We have been on a road trip. Seeing the Greek and Roman antiquity stuff. Agrigento with the temples. Piazza Amerino for the amazing mosaics, best in the world says the blurb and they are expansive covering a dozen or two rooms. Taormina followed. On the way to Taormina we took a helicopter to fly over Mt Etna still with some snow in May, the “recent” lava flows still visible dating from the 1920’s to more recent times. We also flew over Taormina to see the Greek Theatre, still used today for concerts. Sting and Pink Floyd were to come later and workmen were busy putting together the stage.

Fortuitously we arrived in time for the Taormina Food festival. 300 or so chefs showcasing the 20 food regions of Italy plus oodles of Sicilian wineries with samples galore. We went, and grazed up and down the Main Street sampling as we went till full. 40 Euros for a wristband, gets you as much food as you want, and the money raised goes to charity. Wine glasses were for sale together with a pouch on a string, to wear conveniently round one’s neck. I now have two as one came with the earlier Marsala tasting, so I’m now fully kitted out for any summer concerts! Have glass’s will travel!

Syracuse followed Taormina then Ragusa when the biking starts. In Syracuse the Antico Hotel Roma 1880 another hotel in a pedestrian area but one that allows visitors to drive to it has some bikes outside. It is also very central and a great jumping off point for visitors to Syracuse and Ortigia on the northwest bit of Sicily. So I thought I’ll take one just to experience a real bike on a road.

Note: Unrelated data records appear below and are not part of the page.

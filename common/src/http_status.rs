//! HTTP status code helpers used when normalizing backend failures.

/// HTTP status code as reported to callers.
///
/// `0` is reserved for failures where no response was received at all
/// (DNS, refused connection, timeout, abort).
#[derive(Debug, Clone, Copy, PartialEq, Eq, Hash, PartialOrd, Ord)]
pub struct HttpStatusCode(pub u16);

impl HttpStatusCode {
    /// The request never reached the server, or no response came back.
    pub const NETWORK_FAILURE: HttpStatusCode = HttpStatusCode(0);

    /// 2xx.
    pub fn is_success(&self) -> bool {
        (200..300).contains(&self.0)
    }

    /// 4xx client errors.
    pub fn is_client_error(&self) -> bool {
        (400..500).contains(&self.0)
    }

    /// 5xx server errors.
    pub fn is_server_error(&self) -> bool {
        (500..600).contains(&self.0)
    }

    pub fn is_network_failure(&self) -> bool {
        self.0 == 0
    }

    /// 401 or 403: the credential is missing, expired, or not allowed.
    pub fn is_auth_failure(&self) -> bool {
        matches!(self.0, 401 | 403)
    }

    pub fn as_u16(&self) -> u16 {
        self.0
    }
}

impl From<u16> for HttpStatusCode {
    fn from(code: u16) -> Self {
        HttpStatusCode(code)
    }
}

impl std::fmt::Display for HttpStatusCode {
    fn fmt(&self, f: &mut std::fmt::Formatter<'_>) -> std::fmt::Result {
        write!(f, "{}", self.0)
    }
}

The one in my living room has been good. But it doesn’t wobble like a real one!

Only in Sicily have I seen so many depictions of the Ark. Here building it.

Ark – now being filled with all the animals of the world that turned up especially for the occasion.

Ark – gently bobbing along looking for dry land. Which does I assure you turn up, and there are other Arks landing and disgorging their cargo.